Segment Open
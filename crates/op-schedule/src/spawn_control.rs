//! Mediates between spawn-point policies and the scheduler: pulls blueprints
//! due this tick, checks whether placing them would cause an immediate
//! collision with a leading agent, and either instantiates them, delays them,
//! or reports the attempt as infeasible.
//!
//! The collision check (`driving_corridor_does_not_overlap`,
//! `calculate_holdback_time`) is a from-scratch reconstruction: the upstream
//! header this is grounded on documents the behaviour precisely enough to
//! reconstruct it — "extends the current bounding boxes of ego and opponent
//! by the assumed motion within a time to brake under a homogeneous motion
//! assumption and checks for overlap", hold-back search capped at 5000ms —
//! but its implementation file isn't in the reference material this was
//! built from. The formulas below follow that description literally using
//! standard longitudinal kinematics (constant-acceleration extrapolation,
//! `v²/2a` braking distance) rather than copying an unavailable original.

use op_core::{LaneId, RoadId};

use crate::error::{SpawnControlError, SpawnControlResult};

pub const MAX_HOLDBACK_TIME_MS: i64 = 5000;
pub const HOLDBACK_STEP_MS: i64 = 100;

/// A candidate agent a spawn point wants placed, before it has been
/// instantiated in the world.
#[derive(Clone, Debug)]
pub struct AgentBlueprint {
    pub road: RoadId,
    pub lane: LaneId,
    pub s: f64,
    pub velocity: f64,
    pub length: f64,
    /// Scenario-named agents (ego, explicitly placed actors) cannot simply
    /// be dropped if they don't fit; common traffic-generator agents can.
    pub is_scenario_member: bool,
}

/// State of the nearest agent ahead of a spawn position on the same lane,
/// as needed to project where it will be after some elapsed time.
#[derive(Clone, Copy, Debug)]
pub struct LeadAgentState {
    pub s: f64,
    pub velocity: f64,
    pub acceleration: f64,
    pub length: f64,
}

/// Collaborator that answers "what's ahead of this spawn point". A trait
/// object so `SpawnControl` doesn't depend on the concrete world/network
/// types; the scheduler only needs the longitudinal facts.
pub trait LeadAgentQuery {
    fn find_lead_agent(&self, road: RoadId, lane: LaneId, s: f64) -> Option<LeadAgentState>;
}

/// Produces candidate blueprints on demand. A trait object standing in for
/// the spawn-point network, which this crate treats as a black box.
pub trait SpawnPoint {
    fn next_blueprint(&mut self, now_ms: i64) -> Option<AgentBlueprint>;
    fn cycle_time_ms(&self) -> i64;
}

struct Policy {
    spawn_point: Box<dyn SpawnPoint>,
    next_due_ms: i64,
    held_back: Option<(AgentBlueprint, i64)>,
}

/// Extend `lead`'s position forward by the motion it's assumed to undergo
/// over `ttb_s` seconds (homogeneous acceleration), never letting it roll
/// backward.
fn project_lead_position(lead: &LeadAgentState, ttb_s: f64) -> f64 {
    let displacement = lead.velocity * ttb_s + 0.5 * lead.acceleration * ttb_s * ttb_s;
    lead.s + displacement.max(0.0)
}

/// Whether the ego's braking-extended footprint and the lead's
/// motion-extended footprint, both measured forward from ego's spawn `s`,
/// overlap. `false` means safe to spawn.
fn driving_corridor_overlaps(ego_s: f64, ego_length: f64, full_braking_distance_ego: f64, lead: &LeadAgentState, ttb_s: f64) -> bool {
    let ego_front_edge = ego_s + ego_length + full_braking_distance_ego;
    let lead_rear_edge = project_lead_position(lead, ttb_s);
    ego_front_edge >= lead_rear_edge
}

fn full_braking_distance(velocity: f64, max_deceleration: f64) -> f64 {
    if max_deceleration <= 0.0 {
        return f64::INFINITY;
    }
    (velocity * velocity) / (2.0 * max_deceleration)
}

/// Whether `blueprint`, placed now at its candidate velocity, would
/// immediately overlap `lead`'s assumed motion within `assumed_ttb_s`.
pub fn driving_corridor_does_not_overlap(
    blueprint: &AgentBlueprint,
    lead: &LeadAgentState,
    max_deceleration: f64,
    assumed_ttb_s: f64,
) -> bool {
    let full_braking_distance_ego = full_braking_distance(blueprint.velocity, max_deceleration);
    !driving_corridor_overlaps(blueprint.s, blueprint.length, full_braking_distance_ego, lead, assumed_ttb_s)
}

/// Reduce `blueprint.velocity` in 1 m/s steps until its corridor no longer
/// overlaps `lead`'s, or until it reaches zero. Returns the adapted
/// blueprint, or `None` if even a stationary placement still overlaps.
pub fn adapt_velocity_for_agent_blueprint(
    blueprint: &AgentBlueprint,
    lead: Option<&LeadAgentState>,
    max_deceleration: f64,
    assumed_ttb_s: f64,
) -> Option<AgentBlueprint> {
    let Some(lead) = lead else {
        return Some(blueprint.clone());
    };

    let mut candidate = blueprint.clone();
    loop {
        if driving_corridor_does_not_overlap(&candidate, lead, max_deceleration, assumed_ttb_s) {
            return Some(candidate);
        }
        if candidate.velocity <= 0.0 {
            return None;
        }
        candidate.velocity = (candidate.velocity - 1.0).max(0.0);
    }
}

/// Search up to [`MAX_HOLDBACK_TIME_MS`] of delay, in [`HOLDBACK_STEP_MS`]
/// steps, for a hold-back duration after which the lead agent (continuing
/// its own motion throughout the hold-back) has moved far enough that
/// `blueprint` no longer overlaps it. Returns the delay in ms, or `None` if
/// no delay within the window avoids the overlap.
pub fn calculate_holdback_time(
    blueprint: &AgentBlueprint,
    lead: &LeadAgentState,
    max_deceleration: f64,
    assumed_ttb_s: f64,
) -> Option<i64> {
    let mut holdback_ms = 0;
    while holdback_ms <= MAX_HOLDBACK_TIME_MS {
        let holdback_s = holdback_ms as f64 / 1000.0;
        let shifted_lead = LeadAgentState {
            s: project_lead_position(lead, holdback_s),
            velocity: lead.velocity,
            acceleration: lead.acceleration,
            length: lead.length,
        };
        if driving_corridor_does_not_overlap(blueprint, &shifted_lead, max_deceleration, assumed_ttb_s) {
            return Some(holdback_ms);
        }
        holdback_ms += HOLDBACK_STEP_MS;
    }
    None
}

/// Mediates between spawn-point policies and the scheduler.
pub struct SpawnControl {
    policies: Vec<Policy>,
    max_deceleration: f64,
    assumed_ttb_s: f64,
    pending: Vec<AgentBlueprint>,
}

impl SpawnControl {
    pub fn new(max_deceleration: f64, assumed_ttb_s: f64) -> Self {
        Self {
            policies: Vec::new(),
            max_deceleration,
            assumed_ttb_s,
            pending: Vec::new(),
        }
    }

    pub fn register(&mut self, spawn_point: Box<dyn SpawnPoint>, start_ms: i64) {
        self.policies.push(Policy {
            spawn_point,
            next_due_ms: start_ms,
            held_back: None,
        });
    }

    /// Run one tick: pull due blueprints, gate each through the velocity
    /// adaptation and hold-back search, and either queue it for spawning or
    /// propagate a fatal error for scenario-critical agents.
    pub fn execute(&mut self, now_ms: i64, world: &dyn LeadAgentQuery) -> SpawnControlResult<()> {
        for policy in &mut self.policies {
            if let Some((blueprint, deadline_ms)) = policy.held_back.take() {
                if now_ms >= deadline_ms {
                    self.pending.push(blueprint);
                } else {
                    policy.held_back = Some((blueprint, deadline_ms));
                }
                continue;
            }

            if now_ms < policy.next_due_ms {
                continue;
            }
            policy.next_due_ms += policy.spawn_point.cycle_time_ms().max(1);

            let Some(blueprint) = policy.spawn_point.next_blueprint(now_ms) else {
                continue;
            };

            let lead = world.find_lead_agent(blueprint.road, blueprint.lane, blueprint.s);
            if let Some(adapted) = adapt_velocity_for_agent_blueprint(&blueprint, lead.as_ref(), self.max_deceleration, self.assumed_ttb_s) {
                self.pending.push(adapted);
                continue;
            }

            let Some(lead) = lead else {
                unreachable!("adapt_velocity_for_agent_blueprint only fails when a lead agent exists");
            };
            match calculate_holdback_time(&blueprint, &lead, self.max_deceleration, self.assumed_ttb_s) {
                Some(holdback_ms) => policy.held_back = Some((blueprint, now_ms + holdback_ms)),
                None if blueprint.is_scenario_member => return Err(SpawnControlError::IncompleteScenario),
                None => return Err(SpawnControlError::AgentGenerationError),
            }
        }
        Ok(())
    }

    /// Drain and return every blueprint cleared for instantiation this tick.
    pub fn pull_new_agents(&mut self) -> Vec<AgentBlueprint> {
        std::mem::take(&mut self.pending)
    }
}

#[cfg(test)]
mod tests {
    use super::*;

    fn blueprint(s: f64, velocity: f64) -> AgentBlueprint {
        AgentBlueprint {
            road: RoadId(0),
            lane: LaneId(0),
            s,
            velocity,
            length: 5.0,
            is_scenario_member: false,
        }
    }

    #[test]
    fn no_lead_agent_is_always_feasible() {
        let bp = blueprint(0.0, 30.0);
        assert!(driving_corridor_does_not_overlap(
            &bp,
            &LeadAgentState { s: 1_000_000.0, velocity: 0.0, acceleration: 0.0, length: 5.0 },
            6.0,
            2.0,
        ));
    }

    #[test]
    fn close_stationary_lead_triggers_velocity_reduction() {
        let bp = blueprint(0.0, 30.0);
        let lead = LeadAgentState { s: 20.0, velocity: 0.0, acceleration: 0.0, length: 5.0 };
        let adapted = adapt_velocity_for_agent_blueprint(&bp, Some(&lead), 6.0, 2.0).unwrap();
        assert!(adapted.velocity < bp.velocity);
        assert!(driving_corridor_does_not_overlap(&adapted, &lead, 6.0, 2.0));
    }

    #[test]
    fn lead_driving_away_shortens_required_holdback() {
        let bp = blueprint(0.0, 30.0);
        let stationary = LeadAgentState { s: 8.0, velocity: 0.0, acceleration: 0.0, length: 5.0 };
        let departing = LeadAgentState { s: 8.0, velocity: 20.0, acceleration: 0.0, length: 5.0 };

        let stationary_holdback = calculate_holdback_time(&bp, &stationary, 6.0, 2.0);
        let departing_holdback = calculate_holdback_time(&bp, &departing, 6.0, 2.0);
        assert!(departing_holdback.unwrap_or(i64::MAX) <= stationary_holdback.unwrap_or(i64::MAX));
    }
}
//! AlgorithmLongitudinal: turns a desired acceleration and the current
//! velocity into a gear choice and throttle/brake pedal positions.

use op_core::saturate;

const ONE_G: f64 = 9.81;
/// Width of the engine-speed band, at each end of the envelope, over which
/// the torque limit ramps linearly toward its boundary value rather than
/// clamping abruptly.
const ENGINE_ENVELOPE_RAMP_RPM: f64 = 1000.0;

#[derive(Clone, Debug)]
pub struct VehicleModelParameters {
    pub weight: f64,
    pub static_wheel_radius: f64,
    pub axle_ratio: f64,
    /// Gear ratios indexed `1..=gear_ratios.len()`; `gear_ratios[0]`
    /// corresponds to gear 1.
    pub gear_ratios: Vec<f64>,
    pub minimum_engine_speed: f64,
    pub maximum_engine_speed: f64,
    pub maximum_engine_torque: f64,
}

impl VehicleModelParameters {
    fn gear_ratio(&self, gear: i32) -> f64 {
        self.gear_ratios[(gear - 1) as usize]
    }

    fn number_of_gears(&self) -> i32 {
        self.gear_ratios.len() as i32
    }
}

/// Result of solving for a feasible gear given a desired acceleration: the
/// chosen gear, the engine speed it implies, and the acceleration actually
/// achievable (equal to the wish unless it had to be clamped).
#[derive(Clone, Copy, Debug, PartialEq)]
pub struct GearSolution {
    pub gear: i32,
    pub engine_speed: f64,
    pub acceleration: f64,
}

/// Pedal positions implementing a chosen gear/acceleration pair.
#[derive(Clone, Copy, Debug, PartialEq)]
pub struct PedalPositions {
    pub accelerator: f64,
    pub brake: f64,
}

fn engine_torque_max(params: &VehicleModelParameters, engine_speed: f64) -> f64 {
    let lower_border = params.minimum_engine_speed;
    let upper_border = params.maximum_engine_speed;

    if engine_speed < lower_border + ENGINE_ENVELOPE_RAMP_RPM {
        let speed = engine_speed.max(lower_border);
        (ENGINE_ENVELOPE_RAMP_RPM - (speed - lower_border)) * -0.1 + params.maximum_engine_torque
    } else if engine_speed > upper_border - ENGINE_ENVELOPE_RAMP_RPM {
        let speed = engine_speed.min(upper_border);
        (speed - upper_border + ENGINE_ENVELOPE_RAMP_RPM) * -0.04 + params.maximum_engine_torque
    } else {
        params.maximum_engine_torque
    }
}

fn engine_torque_min(params: &VehicleModelParameters, engine_speed: f64) -> f64 {
    engine_torque_max(params, engine_speed) * -0.1
}

fn engine_speed_by_velocity(params: &VehicleModelParameters, velocity: f64, gear: i32) -> f64 {
    (velocity * params.axle_ratio * params.gear_ratio(gear) * 60.0) / (params.static_wheel_radius * 2.0 * std::f64::consts::PI)
}

fn engine_torque_at_gear(params: &VehicleModelParameters, gear: i32, acceleration: f64) -> f64 {
    if acceleration == 0.0 || gear == 0 {
        return 0.0;
    }
    let wheel_set_torque = params.weight * params.static_wheel_radius * acceleration;
    wheel_set_torque / (params.axle_ratio * params.gear_ratio(gear))
}

fn acceleration_from_engine_torque(params: &VehicleModelParameters, engine_torque: f64, gear: i32) -> f64 {
    let wheel_set_torque = engine_torque * (params.axle_ratio * params.gear_ratio(gear));
    let wheel_set_force = wheel_set_torque / params.static_wheel_radius;
    wheel_set_force / params.weight
}

fn within_engine_limits(params: &VehicleModelParameters, gear: i32, engine_speed: f64, acceleration: f64) -> bool {
    if !(engine_speed >= params.minimum_engine_speed && engine_speed <= params.maximum_engine_speed) {
        return false;
    }
    let wish_torque = engine_torque_at_gear(params, gear, acceleration);
    wish_torque <= engine_torque_max(params, engine_speed)
}

/// Search gears `1..=G`; for each, compute engine speed and the torque
/// required for `acceleration_wish`. Pick the smallest gear whose (speed,
/// torque) lies inside the engine envelope. If none fits, pick the gear
/// minimizing `|wish - achievable|` and clamp the wish to what it can do.
pub fn calculate_gear_and_engine_speed(params: &VehicleModelParameters, velocity: f64, acceleration_wish: f64) -> GearSolution {
    let mut best_fit: Option<(f64, GearSolution)> = None;

    for gear in 1..=params.number_of_gears() {
        let engine_speed = engine_speed_by_velocity(params, velocity, gear);

        let limit_wheel_acc = if acceleration_wish >= 0.0 {
            acceleration_from_engine_torque(params, engine_torque_max(params, engine_speed), gear)
        } else {
            acceleration_from_engine_torque(params, engine_torque_min(params, engine_speed), gear)
        };
        let delta = (acceleration_wish - limit_wheel_acc).abs();

        if within_engine_limits(params, gear, engine_speed, acceleration_wish) {
            return GearSolution { gear, engine_speed, acceleration: acceleration_wish };
        }

        let candidate = GearSolution { gear, engine_speed, acceleration: limit_wheel_acc };
        if best_fit.as_ref().is_none_or(|(best_delta, _)| delta < *best_delta) {
            best_fit = Some((delta, candidate));
        }
    }

    let (_, mut fallback) = best_fit.expect("at least one gear exists");
    fallback.acceleration = acceleration_wish.min(fallback.acceleration);
    fallback
}

/// Given a solved gear and engine speed, compute throttle/brake pedal
/// positions implementing `acceleration_wish`.
pub fn calculate_pedal_positions(params: &VehicleModelParameters, solution: &GearSolution, acceleration_wish: f64) -> PedalPositions {
    let drag_max = engine_torque_min(params, solution.engine_speed);

    if acceleration_wish < 0.0 {
        let engine_torque = engine_torque_at_gear(params, solution.gear, acceleration_wish);
        if engine_torque < drag_max {
            let acc_drag_max = acceleration_from_engine_torque(params, drag_max, solution.gear);
            return PedalPositions {
                accelerator: 0.0,
                brake: saturate(-(acceleration_wish - acc_drag_max) / ONE_G, 0.0, 1.0),
            };
        }
    }

    let torque_max = engine_torque_max(params, solution.engine_speed);
    let wish_torque = engine_torque_at_gear(params, solution.gear, acceleration_wish);

    PedalPositions {
        accelerator: saturate((wish_torque - drag_max) / (torque_max - drag_max), 0.0, 1.0),
        brake: 0.0,
    }
}

#[cfg(test)]
mod tests {
    use super::*;

    fn params() -> VehicleModelParameters {
        VehicleModelParameters {
            weight: 1500.0,
            static_wheel_radius: 0.3,
            axle_ratio: 4.1,
            gear_ratios: vec![3.6, 2.1, 1.4, 1.0, 0.8],
            minimum_engine_speed: 900.0,
            maximum_engine_speed: 6500.0,
            maximum_engine_torque: 250.0,
        }
    }

    #[test]
    fn moderate_acceleration_finds_a_feasible_gear() {
        let params = params();
        let solution = calculate_gear_and_engine_speed(&params, 15.0, 1.0);
        assert!(solution.gear >= 1 && solution.gear <= params.number_of_gears());
        assert!((solution.acceleration - 1.0).abs() < 1e-9);
    }

    #[test]
    fn negative_acceleration_uses_brake_when_below_drag() {
        let params = params();
        let solution = calculate_gear_and_engine_speed(&params, 15.0, -5.0);
        let pedals = calculate_pedal_positions(&params, &solution, -5.0);
        assert!(pedals.brake > 0.0);
        assert_eq!(pedals.accelerator, 0.0);
    }

    #[test]
    fn positive_acceleration_uses_throttle_only() {
        let params = params();
        let solution = calculate_gear_and_engine_speed(&params, 15.0, 1.5);
        let pedals = calculate_pedal_positions(&params, &solution, 1.5);
        assert_eq!(pedals.brake, 0.0);
        assert!(pedals.accelerator > 0.0);
    }
}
Segment Closed
→ **YOUR INSTRUCTIONS**
Search the material for the word "false" and copy every matching line.

→ **FINAL ANSWER**
/// overlap. `false` means safe to spawn.
            is_scenario_member: false,
        return false;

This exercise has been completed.